Is there a mysterious leak somewhere in your bathroom? Is your bathroom floor wetter than it should be after you bathe or shower? Worse, do you have visible leakage through a ceiling, right below your bathroom upstairs? If so, your tub or shower could be the culprit.
Tub and shower leaks are far from fun. Worse, it can be hard to detect where exactly the leak is coming from. In fact, some leaks can go undetected for years since they come from pipes under the floorboards and between the walls.
So what are you to do if you suspect a shower or a tub leak? Here are some steps you can take to be proactive, or stop a tub or shower leak before it becomes a big problem.
Is it a splash leak?
Probably the easiest leak to fix. This tub or shower leak is caused by a not-so-sturdy tub curtain or shower door. If you have a shower door, splash water around the frame and wait a few minutes. If water seeps out, you may have found the cause.

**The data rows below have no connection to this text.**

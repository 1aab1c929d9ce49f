//! Fundamental geometric and simulation types.
//!
//! Coordinate frame: x = lateral (right positive), y = up, z = forward
//! along the track axis. The craft's forward progress is its z coordinate.

use glam::{DQuat, DVec3, EulerRot};
use serde::{Deserialize, Serialize};

/// World position in meters.
#[derive(Debug, Clone, Copy, Default, PartialEq, Serialize, Deserialize)]
pub struct Position(pub DVec3);

/// Linear velocity in m/s.
#[derive(Debug, Clone, Copy, Default, PartialEq, Serialize, Deserialize)]
pub struct Velocity(pub DVec3);

/// Orientation as Euler angles in radians. Yaw and pitch belong to the
/// physics integrator; roll is owned by the banking logic and layered on top.
#[derive(Debug, Clone, Copy, Default, PartialEq, Serialize, Deserialize)]
pub struct Orientation {
    pub yaw: f64,
    pub pitch: f64,
    pub roll: f64,
}

/// Simulation time tracking.
#[derive(Debug, Clone, Copy, Default, Serialize, Deserialize)]
pub struct SimTime {
    /// Current tick number (increments by 1 each tick).
    pub tick: u64,
    /// Elapsed simulation time in seconds.
    pub elapsed_secs: f64,
}

impl Position {
    pub fn new(x: f64, y: f64, z: f64) -> Self {
        Self(DVec3::new(x, y, z))
    }

    /// Forward coordinate along the track axis.
    pub fn track_coord(&self) -> f64 {
        self.0.z
    }

    /// Height above a horizontal surface at `surface_y`.
    pub fn height_above(&self, surface_y: f64) -> f64 {
        self.0.y - surface_y
    }
}

impl Velocity {
    pub fn new(x: f64, y: f64, z: f64) -> Self {
        Self(DVec3::new(x, y, z))
    }

    /// Speed magnitude (m/s).
    pub fn speed(&self) -> f64 {
        self.0.length()
    }

    /// Vertical component (m/s, positive up).
    pub fn vertical(&self) -> f64 {
        self.0.y
    }
}

impl Orientation {
    /// Rotation quaternion, yaw applied first, roll last.
    pub fn to_quat(&self) -> DQuat {
        DQuat::from_euler(EulerRot::YXZ, self.yaw, self.pitch, self.roll)
    }
}

impl SimTime {
    /// Seconds per tick at the fixed tick rate.
    pub fn dt(&self) -> f64 {
        crate::constants::DT
    }

    /// Advance by one tick.
    pub fn advance(&mut self) {
        self.tick += 1;
        self.elapsed_secs += self.dt();
    }
}
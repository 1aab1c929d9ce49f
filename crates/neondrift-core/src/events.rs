//! Events emitted by the simulation for external consumers
//! (audio, score, camera shake, UI). The core only emits; it never
//! waits on a consumer.

use serde::{Deserialize, Serialize};

/// Discrete events raised during a tick, delivered with that tick's snapshot.
#[derive(Debug, Clone, PartialEq, Serialize, Deserialize)]
#[serde(tag = "type")]
pub enum SimEvent {
    /// A new segment was instantiated.
    SegmentSpawned { id: u32, origin_z: f64, template: usize },
    /// A segment retired itself after the craft passed it.
    SegmentRetired { id: u32, origin_z: f64 },
    /// Qualifying ground impact converted into a bounce.
    CraftBounced { impact_speed: f64 },
    /// The craft hit an obstacle; the run is over.
    ObstacleHit,
    /// The craft collected a gem.
    GemCollected { value: u32 },
    /// The craft fell below the kill plane; the run is over.
    CraftFell,
}
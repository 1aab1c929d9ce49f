//! Simulation engine — the core of the runner.
//!
//! `SimulationEngine` owns the hecs world, the track streamer, and the
//! per-tick system order. Processes queued player commands at tick
//! boundaries and produces `RunSnapshot`s. Completely headless, enabling
//! deterministic testing.

use std::collections::VecDeque;

use hecs::World;
use rand::SeedableRng;
use rand_chacha::ChaCha8Rng;

use neondrift_core::commands::PlayerCommand;
use neondrift_core::config::SimTuning;
use neondrift_core::constants::TIME_SCALE_MAX;
use neondrift_core::enums::GamePhase;
use neondrift_core::events::SimEvent;
use neondrift_core::state::RunSnapshot;
use neondrift_core::types::{SimTime, Velocity};
use neondrift_track::catalog::{default_catalog, TemplateCatalog};

use crate::streamer::TrackStreamer;
use crate::systems;
use crate::world_setup::{self, CraftSpec};

/// Configuration for starting a new simulation.
pub struct SimConfig {
    /// RNG seed for determinism. Same seed = same prop placement.
    pub seed: u64,
    pub tuning: SimTuning,
    pub catalog: TemplateCatalog,
    pub craft: CraftSpec,
    /// Initial loop time scale (1.0 = normal).
    pub time_scale: f64,
}

impl Default for SimConfig {
    fn default() -> Self {
        Self {
            seed: 42,
            tuning: SimTuning::default(),
            catalog: default_catalog(),
            craft: CraftSpec::default(),
            time_scale: 1.0,
        }
    }
}

/// The simulation engine. Owns the ECS world and all sim state.
pub struct SimulationEngine {
    world: World,
    time: SimTime,
    phase: GamePhase,
    tuning: SimTuning,
    time_scale: f64,
    rng: ChaCha8Rng,
    streamer: TrackStreamer,
    craft_spec: CraftSpec,
    craft: Option<hecs::Entity>,
    steering: f64,
    command_queue: VecDeque<PlayerCommand>,
    despawn_buffer: Vec<hecs::Entity>,
    events: Vec<SimEvent>,
}

impl SimulationEngine {
    /// Create a new simulation engine with the given config.
    pub fn new(config: SimConfig) -> Self {
        let streamer = TrackStreamer::new(
            config.catalog,
            config.tuning.max_active_segments,
            config.tuning.segment_spacing,
        );
        Self {
            world: World::new(),
            time: SimTime::default(),
            phase: GamePhase::default(),
            tuning: config.tuning,
            time_scale: config.time_scale,
            rng: ChaCha8Rng::seed_from_u64(config.seed),
            streamer,
            craft_spec: config.craft,
            craft: None,
            steering: 0.0,
            command_queue: VecDeque::new(),
            despawn_buffer: Vec::new(),
            events: Vec::new(),
        }
    }

    /// Queue a player command for processing at the next tick boundary.
    pub fn queue_command(&mut self, command: PlayerCommand) {
        self.command_queue.push_back(command);
    }

    /// Queue multiple commands.
    pub fn queue_commands(&mut self, commands: impl IntoIterator<Item = PlayerCommand>) {
        self.command_queue.extend(commands);
    }

    /// Advance the simulation by one tick and return the resulting snapshot.
    pub fn tick(&mut self) -> RunSnapshot {
        self.process_commands();

        if self.phase == GamePhase::Active {
            self.run_systems();
            self.time.advance();
        }

        let events = std::mem::take(&mut self.events);
        systems::snapshot::build_snapshot(&self.world, &self.time, self.phase, events)
    }

    /// Get the current game phase.
    pub fn phase(&self) -> GamePhase {
        self.phase
    }

    /// Get the current simulation time.
    pub fn time(&self) -> SimTime {
        self.time
    }

    /// Get the current loop time scale.
    pub fn time_scale(&self) -> f64 {
        self.time_scale
    }

    /// Get a read-only reference to the ECS world.
    pub fn world(&self) -> &World {
        &self.world
    }

    /// The craft entity, once a run has started.
    pub fn craft(&self) -> Option<hecs::Entity> {
        self.craft
    }

    /// Live segment count after housekeeping.
    pub fn active_segments(&mut self) -> usize {
        self.streamer.active_count(&self.world)
    }

    #[cfg(test)]
    pub fn world_mut(&mut self) -> &mut World {
        &mut self.world
    }

    #[cfg(test)]
    pub fn streamer_mut(&mut self) -> &mut TrackStreamer {
        &mut self.streamer
    }

    #[cfg(test)]
    pub fn clear_segments(&mut self) {
        self.streamer.clear_all(&mut self.world);
    }

    #[cfg(test)]
    pub fn spawn_segment_at(&mut self, origin_z: f64) -> Option<(hecs::Entity, f64)> {
        let mut events = Vec::new();
        let spawned = self
            .streamer
            .spawn_next(&mut self.world, &mut self.rng, origin_z, &mut events);
        self.events.extend(events);
        spawned
    }

    /// Process all queued commands.
    fn process_commands(&mut self) {
        while let Some(command) = self.command_queue.pop_front() {
            self.handle_command(command);
        }
    }

    /// Handle a single player command.
    fn handle_command(&mut self, command: PlayerCommand) {
        match command {
            PlayerCommand::StartRun => {
                if matches!(self.phase, GamePhase::Menu | GamePhase::GameOver) {
                    self.start_run();
                }
            }
            PlayerCommand::Restart => {
                if self.phase != GamePhase::Menu {
                    self.start_run();
                }
            }
            PlayerCommand::Pause => {
                if self.phase == GamePhase::Active {
                    self.phase = GamePhase::Paused;
                }
            }
            PlayerCommand::Resume => {
                if self.phase == GamePhase::Paused {
                    self.phase = GamePhase::Active;
                }
            }
            PlayerCommand::SetSteering { value } => {
                self.steering = value.clamp(-1.0, 1.0);
            }
            PlayerCommand::SetTimeScale { scale } => {
                self.time_scale = scale.clamp(0.0, TIME_SCALE_MAX);
            }
        }
    }

    /// Tear down any previous run and set up a fresh one.
    fn start_run(&mut self) {
        self.streamer.clear_all(&mut self.world);
        if let Some(craft) = self.craft.take() {
            let _ = self.world.despawn(craft);
        }

        let (craft, report) = world_setup::spawn_craft(&mut self.world, &self.craft_spec);
        if !report.is_clean() {
            tracing::info!(substituted = ?report.substitutions(), "craft setup used defaults");
        }
        self.craft = Some(craft);

        self.streamer.seed(
            &mut self.world,
            &mut self.rng,
            0.0,
            self.tuning.initial_segments,
            &mut self.events,
        );

        self.steering = 0.0;
        self.time = SimTime::default();
        self.phase = GamePhase::Active;
        tracing::info!("run started");
    }

    /// Run all systems in fixed order.
    fn run_systems(&mut self) {
        // 1. Surface strips for this tick's probe and contact checks.
        let strips = systems::collect_surface_strips(&self.world);

        // 2. Locomotion: probe, planar movement, hover, fast fall, banking,
        //    cooldown timer. Forces land in the accumulator.
        systems::locomotion::run(&mut self.world, &self.tuning, &strips, self.steering);

        // 3. Integration + contact resolution; yields collision events.
        let contacts = systems::kinematics::run(&mut self.world, &self.tuning, &strips);

        // 4. Collision-driven bounce.
        systems::bounce::run(&mut self.world, &self.tuning, &contacts, &mut self.events);

        // 5. Prop triggers (gems, obstacles).
        systems::props::run(&mut self.world, &mut self.events, &mut self.despawn_buffer);

        // 6. Segment self-management: spawn-next and retire triggers.
        systems::streaming::run(
            &mut self.world,
            &mut self.streamer,
            &mut self.rng,
            &self.tuning,
            &mut self.events,
        );

        // 7. Registry housekeeping.
        self.streamer.housekeep(&self.world);
        systems::cleanup::sweep_orphan_props(&mut self.world, &mut self.despawn_buffer);

        // 8. Kill plane.
        systems::cleanup::run(&mut self.world, &self.tuning, &mut self.events);

        // Terminal events end the run.
        if self
            .events
            .iter()
            .any(|e| matches!(e, SimEvent::ObstacleHit | SimEvent::CraftFell))
        {
            self.end_run();
        }
    }

    /// Stop the craft and mark the run over.
    fn end_run(&mut self) {
        self.phase = GamePhase::GameOver;
        if let Some(craft) = self.craft {
            if let Ok(mut vel) = self.world.get::<&mut Velocity>(craft) {
                vel.0 = glam::DVec3::ZERO;
            }
        }
        tracing::info!(
            distance = self.time.elapsed_secs * self.tuning.forward_speed,
            "run ended"
        );
    }
}
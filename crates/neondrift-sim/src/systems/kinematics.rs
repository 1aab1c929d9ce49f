//! Integration step: apply accumulated forces, advance the craft, resolve
//! surface contacts. Returns the step's discrete collision events for the
//! bounce reaction.

use neondrift_core::components::{ColliderExtents, Craft, RigidBody};
use neondrift_core::config::SimTuning;
use neondrift_core::constants::DT;
use neondrift_core::types::{Position, Velocity};
use neondrift_physics::{integrate, resolve_surface_contacts, ContactEvent, SurfaceStrip};

pub fn run(world: &mut hecs::World, tuning: &SimTuning, strips: &[SurfaceStrip]) -> Vec<ContactEvent> {
    let mut events = Vec::new();
    for (_entity, (_craft, pos, vel, body, extents)) in world.query_mut::<(
        &Craft,
        &mut Position,
        &mut Velocity,
        &mut RigidBody,
        &ColliderExtents,
    )>() {
        integrate(pos, vel, body, tuning.gravity_y, tuning.max_fall_speed, DT);
        resolve_surface_contacts(pos, vel, extents, strips, &mut events);
    }
    events
}
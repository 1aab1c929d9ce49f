//! State shared between the main thread and the game loop thread.

use std::sync::{Arc, Mutex};

use neondrift_core::commands::PlayerCommand;
use neondrift_core::state::RunSnapshot;

/// Commands sent from the main thread to the game loop thread.
#[derive(Debug)]
pub enum GameLoopCommand {
    /// A player command to forward to the simulation engine.
    Player(PlayerCommand),
    /// Shut down the game loop thread gracefully.
    Shutdown,
}

/// Latest snapshot, written by the game loop thread after each tick and
/// polled synchronously by the main thread.
pub type SharedSnapshot = Arc<Mutex<Option<RunSnapshot>>>;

Check your caulk and grout
The caulk around your tub or the grout in your tiled shower may need a makeover. You should check your caulk or grout for cracks every few months or so. This is critical, as water can sneak through any unnoticed cracks and into your walls, causing mold and other types of damage that lead to costly repair work.
Is your shower head screwed on?
All the way? If you adjust the shower head often, you should periodically check to make sure the arm hasn’t come loose from the riser pipe.
Check your drains
Leaks can come from drains, too. Gaskets and flanges are often the culprits behind these leaks. Checking for drain leaks can be tricky, especially if you don’t have a crawlspace or a basement and therefore have to open a wall or ceiling to look for a leak.
Faulty shower pan
If you’ve exhausted all other causes, fill your shower pan with buckets of water and wait a day. Severe leaks can show themselves in fifteen minutes through a wet ceiling or wall. Sneakier leaks can take a day or two to appear. The most expensive type of leak often comes from a cracked shower pan, which needs to be replaced in its entirety and will cost you a pretty penny up front. However, by making this repair, you’ll be saving money in repairs down the line, and keeping your home safe from harm.
Is it time to replace your tub or shower?
Tubs and showers get old over time. If you’re sinking more money in the costs than it’s worth, it could be time for a new tub or shower setup.